## Data for processing
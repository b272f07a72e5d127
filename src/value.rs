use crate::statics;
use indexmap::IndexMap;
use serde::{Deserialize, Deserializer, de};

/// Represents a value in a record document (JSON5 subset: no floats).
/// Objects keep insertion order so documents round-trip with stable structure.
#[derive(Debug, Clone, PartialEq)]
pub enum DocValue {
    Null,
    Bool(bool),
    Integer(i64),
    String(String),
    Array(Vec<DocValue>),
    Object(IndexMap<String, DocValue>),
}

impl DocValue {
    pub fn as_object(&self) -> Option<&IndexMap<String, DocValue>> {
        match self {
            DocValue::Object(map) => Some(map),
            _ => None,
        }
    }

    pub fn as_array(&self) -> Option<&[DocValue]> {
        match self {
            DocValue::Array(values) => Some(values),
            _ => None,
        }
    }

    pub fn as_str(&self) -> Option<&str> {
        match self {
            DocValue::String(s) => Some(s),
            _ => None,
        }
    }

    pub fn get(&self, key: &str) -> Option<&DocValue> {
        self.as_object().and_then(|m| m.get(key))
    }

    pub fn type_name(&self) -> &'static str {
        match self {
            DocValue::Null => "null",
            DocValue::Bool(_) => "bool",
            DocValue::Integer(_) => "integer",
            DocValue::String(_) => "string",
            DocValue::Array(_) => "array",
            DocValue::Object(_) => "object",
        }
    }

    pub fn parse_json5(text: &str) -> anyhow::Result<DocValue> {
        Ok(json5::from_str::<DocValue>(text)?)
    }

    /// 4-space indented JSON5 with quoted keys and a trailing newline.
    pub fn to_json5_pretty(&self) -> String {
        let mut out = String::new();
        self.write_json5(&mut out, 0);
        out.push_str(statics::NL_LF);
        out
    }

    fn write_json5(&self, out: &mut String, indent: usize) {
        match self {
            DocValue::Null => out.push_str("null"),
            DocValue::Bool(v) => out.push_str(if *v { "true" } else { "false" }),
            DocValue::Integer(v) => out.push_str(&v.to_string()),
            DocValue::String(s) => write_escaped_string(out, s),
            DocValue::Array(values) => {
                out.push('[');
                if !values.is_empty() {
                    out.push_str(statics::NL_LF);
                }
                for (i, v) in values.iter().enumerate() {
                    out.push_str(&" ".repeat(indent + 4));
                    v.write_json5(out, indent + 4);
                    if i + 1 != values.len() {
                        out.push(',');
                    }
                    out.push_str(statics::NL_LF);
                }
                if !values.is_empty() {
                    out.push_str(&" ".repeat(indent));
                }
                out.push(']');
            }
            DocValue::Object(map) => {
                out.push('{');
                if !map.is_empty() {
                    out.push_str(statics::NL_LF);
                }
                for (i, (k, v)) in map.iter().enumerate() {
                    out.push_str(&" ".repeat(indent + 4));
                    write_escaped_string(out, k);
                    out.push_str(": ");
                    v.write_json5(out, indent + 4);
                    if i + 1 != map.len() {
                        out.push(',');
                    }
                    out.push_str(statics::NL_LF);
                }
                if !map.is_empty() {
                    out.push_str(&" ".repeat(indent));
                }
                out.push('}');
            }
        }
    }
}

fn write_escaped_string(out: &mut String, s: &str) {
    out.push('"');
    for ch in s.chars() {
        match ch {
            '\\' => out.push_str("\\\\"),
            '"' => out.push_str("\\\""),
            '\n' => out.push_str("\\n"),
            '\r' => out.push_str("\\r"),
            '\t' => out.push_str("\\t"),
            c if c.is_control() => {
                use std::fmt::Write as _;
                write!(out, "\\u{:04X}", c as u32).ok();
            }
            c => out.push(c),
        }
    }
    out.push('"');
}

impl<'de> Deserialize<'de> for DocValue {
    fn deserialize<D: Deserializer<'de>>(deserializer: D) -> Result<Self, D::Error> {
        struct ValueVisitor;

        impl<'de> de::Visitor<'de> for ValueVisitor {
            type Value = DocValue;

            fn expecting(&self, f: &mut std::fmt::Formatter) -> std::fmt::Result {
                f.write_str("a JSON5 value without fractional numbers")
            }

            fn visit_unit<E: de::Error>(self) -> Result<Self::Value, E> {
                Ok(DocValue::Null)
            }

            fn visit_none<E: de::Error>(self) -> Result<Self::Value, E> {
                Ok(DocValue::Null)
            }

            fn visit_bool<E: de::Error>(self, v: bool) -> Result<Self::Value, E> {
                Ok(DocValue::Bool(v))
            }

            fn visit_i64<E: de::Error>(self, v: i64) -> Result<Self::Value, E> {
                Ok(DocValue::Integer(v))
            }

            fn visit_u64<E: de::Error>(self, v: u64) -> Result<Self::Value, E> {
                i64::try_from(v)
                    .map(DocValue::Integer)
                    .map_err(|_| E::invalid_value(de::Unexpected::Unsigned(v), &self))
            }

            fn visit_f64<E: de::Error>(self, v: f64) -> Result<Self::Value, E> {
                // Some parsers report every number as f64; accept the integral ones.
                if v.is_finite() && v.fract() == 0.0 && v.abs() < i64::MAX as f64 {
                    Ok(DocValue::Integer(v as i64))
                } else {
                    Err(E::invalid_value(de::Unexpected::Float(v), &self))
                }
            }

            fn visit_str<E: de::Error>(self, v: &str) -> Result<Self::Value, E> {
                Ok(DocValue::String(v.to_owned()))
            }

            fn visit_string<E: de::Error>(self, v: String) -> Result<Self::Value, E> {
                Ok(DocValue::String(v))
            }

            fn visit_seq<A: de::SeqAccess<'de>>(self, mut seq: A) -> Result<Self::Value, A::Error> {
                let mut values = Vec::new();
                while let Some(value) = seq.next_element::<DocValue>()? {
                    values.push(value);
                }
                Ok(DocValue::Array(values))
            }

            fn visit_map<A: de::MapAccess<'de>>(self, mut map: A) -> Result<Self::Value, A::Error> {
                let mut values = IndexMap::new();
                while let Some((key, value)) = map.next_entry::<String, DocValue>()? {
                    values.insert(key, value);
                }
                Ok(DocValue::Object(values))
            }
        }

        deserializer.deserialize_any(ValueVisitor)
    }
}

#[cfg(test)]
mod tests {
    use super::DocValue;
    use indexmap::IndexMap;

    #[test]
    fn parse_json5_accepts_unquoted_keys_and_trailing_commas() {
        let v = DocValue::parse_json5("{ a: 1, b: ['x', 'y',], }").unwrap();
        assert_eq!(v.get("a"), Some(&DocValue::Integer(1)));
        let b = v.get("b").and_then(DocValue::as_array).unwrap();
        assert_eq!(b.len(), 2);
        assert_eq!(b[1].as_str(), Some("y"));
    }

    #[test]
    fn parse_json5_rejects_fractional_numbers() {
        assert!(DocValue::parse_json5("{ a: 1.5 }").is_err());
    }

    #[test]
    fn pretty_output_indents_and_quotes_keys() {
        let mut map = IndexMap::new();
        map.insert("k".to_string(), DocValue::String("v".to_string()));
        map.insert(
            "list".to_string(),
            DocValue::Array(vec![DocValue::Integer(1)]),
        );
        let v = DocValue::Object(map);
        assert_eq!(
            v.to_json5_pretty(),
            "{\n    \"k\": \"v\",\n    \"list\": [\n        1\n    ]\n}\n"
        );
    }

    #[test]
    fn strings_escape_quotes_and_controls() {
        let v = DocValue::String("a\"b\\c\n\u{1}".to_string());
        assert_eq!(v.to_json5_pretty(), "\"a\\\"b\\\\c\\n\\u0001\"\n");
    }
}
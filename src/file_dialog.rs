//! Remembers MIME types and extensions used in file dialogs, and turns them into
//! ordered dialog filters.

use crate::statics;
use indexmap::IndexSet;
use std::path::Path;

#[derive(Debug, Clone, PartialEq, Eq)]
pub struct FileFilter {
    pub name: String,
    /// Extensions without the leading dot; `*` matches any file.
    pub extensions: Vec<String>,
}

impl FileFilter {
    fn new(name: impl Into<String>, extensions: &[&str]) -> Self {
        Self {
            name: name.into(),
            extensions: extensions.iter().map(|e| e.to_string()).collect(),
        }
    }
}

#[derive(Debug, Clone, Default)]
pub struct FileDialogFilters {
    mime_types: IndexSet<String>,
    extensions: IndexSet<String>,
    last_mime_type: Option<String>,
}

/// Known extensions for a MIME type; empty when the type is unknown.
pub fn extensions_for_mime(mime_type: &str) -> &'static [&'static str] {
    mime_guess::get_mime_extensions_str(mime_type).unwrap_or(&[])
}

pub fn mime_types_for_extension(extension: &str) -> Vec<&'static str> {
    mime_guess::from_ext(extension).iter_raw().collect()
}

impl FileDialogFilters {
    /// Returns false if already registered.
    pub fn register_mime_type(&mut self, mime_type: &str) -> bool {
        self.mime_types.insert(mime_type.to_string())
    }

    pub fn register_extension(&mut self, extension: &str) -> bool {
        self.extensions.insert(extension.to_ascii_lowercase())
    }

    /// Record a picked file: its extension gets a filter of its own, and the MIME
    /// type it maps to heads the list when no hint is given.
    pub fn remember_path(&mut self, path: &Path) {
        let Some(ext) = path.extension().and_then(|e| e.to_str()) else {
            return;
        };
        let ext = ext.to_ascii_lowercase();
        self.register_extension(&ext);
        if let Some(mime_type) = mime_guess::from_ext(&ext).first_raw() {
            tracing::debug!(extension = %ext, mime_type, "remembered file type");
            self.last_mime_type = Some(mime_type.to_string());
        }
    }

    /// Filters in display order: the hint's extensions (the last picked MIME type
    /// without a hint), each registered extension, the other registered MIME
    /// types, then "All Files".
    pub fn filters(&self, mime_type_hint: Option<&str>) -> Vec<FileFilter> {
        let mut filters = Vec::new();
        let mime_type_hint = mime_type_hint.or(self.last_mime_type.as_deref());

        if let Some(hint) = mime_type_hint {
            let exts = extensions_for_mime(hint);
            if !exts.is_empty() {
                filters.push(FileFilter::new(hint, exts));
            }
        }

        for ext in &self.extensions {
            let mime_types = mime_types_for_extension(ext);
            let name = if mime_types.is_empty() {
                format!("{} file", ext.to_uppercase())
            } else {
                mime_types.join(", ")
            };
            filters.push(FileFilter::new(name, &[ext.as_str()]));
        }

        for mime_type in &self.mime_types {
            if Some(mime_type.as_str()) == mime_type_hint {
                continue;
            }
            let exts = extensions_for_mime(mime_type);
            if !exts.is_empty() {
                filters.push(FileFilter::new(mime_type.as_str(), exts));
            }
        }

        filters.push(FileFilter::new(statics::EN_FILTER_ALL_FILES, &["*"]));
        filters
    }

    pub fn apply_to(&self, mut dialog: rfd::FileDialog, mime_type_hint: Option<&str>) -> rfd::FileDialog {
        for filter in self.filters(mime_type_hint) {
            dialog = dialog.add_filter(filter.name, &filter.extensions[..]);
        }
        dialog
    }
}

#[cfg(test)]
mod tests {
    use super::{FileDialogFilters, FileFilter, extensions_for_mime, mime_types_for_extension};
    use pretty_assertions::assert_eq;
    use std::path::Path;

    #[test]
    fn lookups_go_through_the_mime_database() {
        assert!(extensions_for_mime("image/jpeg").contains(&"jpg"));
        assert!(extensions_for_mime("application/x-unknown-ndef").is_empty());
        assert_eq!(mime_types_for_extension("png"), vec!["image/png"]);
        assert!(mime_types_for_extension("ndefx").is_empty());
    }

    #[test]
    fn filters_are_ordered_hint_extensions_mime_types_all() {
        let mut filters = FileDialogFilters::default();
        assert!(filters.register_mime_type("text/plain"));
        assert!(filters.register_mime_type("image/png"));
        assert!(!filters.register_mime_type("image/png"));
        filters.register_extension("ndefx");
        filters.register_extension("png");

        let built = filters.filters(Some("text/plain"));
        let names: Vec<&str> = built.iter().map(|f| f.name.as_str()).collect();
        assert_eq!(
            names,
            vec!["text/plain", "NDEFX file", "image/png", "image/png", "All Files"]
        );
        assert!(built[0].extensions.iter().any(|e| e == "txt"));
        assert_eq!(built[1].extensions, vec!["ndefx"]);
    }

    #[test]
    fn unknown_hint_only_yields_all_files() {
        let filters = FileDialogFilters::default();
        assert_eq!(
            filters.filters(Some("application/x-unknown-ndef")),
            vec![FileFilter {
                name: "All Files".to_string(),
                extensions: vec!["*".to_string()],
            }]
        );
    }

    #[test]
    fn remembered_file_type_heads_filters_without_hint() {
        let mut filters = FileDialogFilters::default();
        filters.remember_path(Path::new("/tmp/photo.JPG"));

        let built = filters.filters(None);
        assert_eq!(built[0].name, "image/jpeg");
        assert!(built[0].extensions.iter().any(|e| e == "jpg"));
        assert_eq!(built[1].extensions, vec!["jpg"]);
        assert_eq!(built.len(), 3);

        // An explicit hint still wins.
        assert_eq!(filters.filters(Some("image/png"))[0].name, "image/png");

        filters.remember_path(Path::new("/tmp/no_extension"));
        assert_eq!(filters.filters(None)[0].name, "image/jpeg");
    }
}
==
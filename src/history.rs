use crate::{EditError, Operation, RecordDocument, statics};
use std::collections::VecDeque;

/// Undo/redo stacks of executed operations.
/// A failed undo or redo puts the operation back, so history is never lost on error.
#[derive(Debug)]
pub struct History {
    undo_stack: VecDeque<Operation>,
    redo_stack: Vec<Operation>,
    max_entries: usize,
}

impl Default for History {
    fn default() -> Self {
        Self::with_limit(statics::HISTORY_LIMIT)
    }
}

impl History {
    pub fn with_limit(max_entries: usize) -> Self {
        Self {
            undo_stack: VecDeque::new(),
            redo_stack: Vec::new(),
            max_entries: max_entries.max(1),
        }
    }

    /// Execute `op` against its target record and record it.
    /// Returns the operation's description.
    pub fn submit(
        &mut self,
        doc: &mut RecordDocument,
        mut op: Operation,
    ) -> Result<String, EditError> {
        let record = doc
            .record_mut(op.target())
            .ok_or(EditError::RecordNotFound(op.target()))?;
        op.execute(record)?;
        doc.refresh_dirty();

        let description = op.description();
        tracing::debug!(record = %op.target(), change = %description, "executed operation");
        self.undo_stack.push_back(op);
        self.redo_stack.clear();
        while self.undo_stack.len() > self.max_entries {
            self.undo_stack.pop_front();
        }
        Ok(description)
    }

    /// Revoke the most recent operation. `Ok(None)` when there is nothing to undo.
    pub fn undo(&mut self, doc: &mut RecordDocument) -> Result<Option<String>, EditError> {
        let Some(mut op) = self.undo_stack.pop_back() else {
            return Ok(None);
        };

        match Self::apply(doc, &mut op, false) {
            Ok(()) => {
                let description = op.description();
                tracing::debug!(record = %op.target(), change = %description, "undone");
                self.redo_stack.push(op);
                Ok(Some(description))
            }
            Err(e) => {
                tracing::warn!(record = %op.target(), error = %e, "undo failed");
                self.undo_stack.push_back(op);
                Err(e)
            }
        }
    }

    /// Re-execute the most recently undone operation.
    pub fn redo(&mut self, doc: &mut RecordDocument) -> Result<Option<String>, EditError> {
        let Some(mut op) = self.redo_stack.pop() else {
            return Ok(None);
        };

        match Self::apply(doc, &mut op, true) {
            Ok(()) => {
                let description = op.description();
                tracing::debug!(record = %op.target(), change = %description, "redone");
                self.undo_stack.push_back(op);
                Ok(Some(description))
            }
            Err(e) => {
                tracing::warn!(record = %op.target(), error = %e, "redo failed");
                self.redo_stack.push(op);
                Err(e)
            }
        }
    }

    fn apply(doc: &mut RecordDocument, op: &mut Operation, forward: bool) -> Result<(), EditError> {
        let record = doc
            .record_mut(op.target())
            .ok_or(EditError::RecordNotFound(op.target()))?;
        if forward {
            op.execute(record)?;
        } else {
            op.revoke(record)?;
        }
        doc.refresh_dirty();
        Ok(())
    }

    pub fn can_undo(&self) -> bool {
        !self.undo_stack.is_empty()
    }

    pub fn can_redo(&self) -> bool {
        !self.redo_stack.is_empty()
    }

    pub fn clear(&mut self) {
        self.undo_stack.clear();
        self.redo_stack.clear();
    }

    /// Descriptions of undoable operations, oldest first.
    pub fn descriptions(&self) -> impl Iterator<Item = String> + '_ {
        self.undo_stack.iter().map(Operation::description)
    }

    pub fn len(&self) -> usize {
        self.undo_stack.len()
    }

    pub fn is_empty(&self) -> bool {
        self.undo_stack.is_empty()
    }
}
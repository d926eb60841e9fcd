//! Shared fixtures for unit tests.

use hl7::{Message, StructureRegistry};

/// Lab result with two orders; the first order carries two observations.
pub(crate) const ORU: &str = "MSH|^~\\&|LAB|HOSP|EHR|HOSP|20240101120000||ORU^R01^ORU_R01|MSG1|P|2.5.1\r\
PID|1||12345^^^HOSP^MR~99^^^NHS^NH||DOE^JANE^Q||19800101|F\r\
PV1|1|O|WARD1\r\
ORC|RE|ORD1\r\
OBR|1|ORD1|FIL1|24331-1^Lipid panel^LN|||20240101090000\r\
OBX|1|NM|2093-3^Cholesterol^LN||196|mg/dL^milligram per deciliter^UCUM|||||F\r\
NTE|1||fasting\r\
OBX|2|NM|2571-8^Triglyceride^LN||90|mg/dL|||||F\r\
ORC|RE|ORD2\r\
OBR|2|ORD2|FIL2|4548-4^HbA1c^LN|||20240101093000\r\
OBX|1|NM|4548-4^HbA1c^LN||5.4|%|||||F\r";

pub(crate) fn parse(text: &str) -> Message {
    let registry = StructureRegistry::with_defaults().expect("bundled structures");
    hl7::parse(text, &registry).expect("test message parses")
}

## Prompt
Looking at the material above, count the lines containing the string "enumerate" and reply with the count alone.

## Answer area
2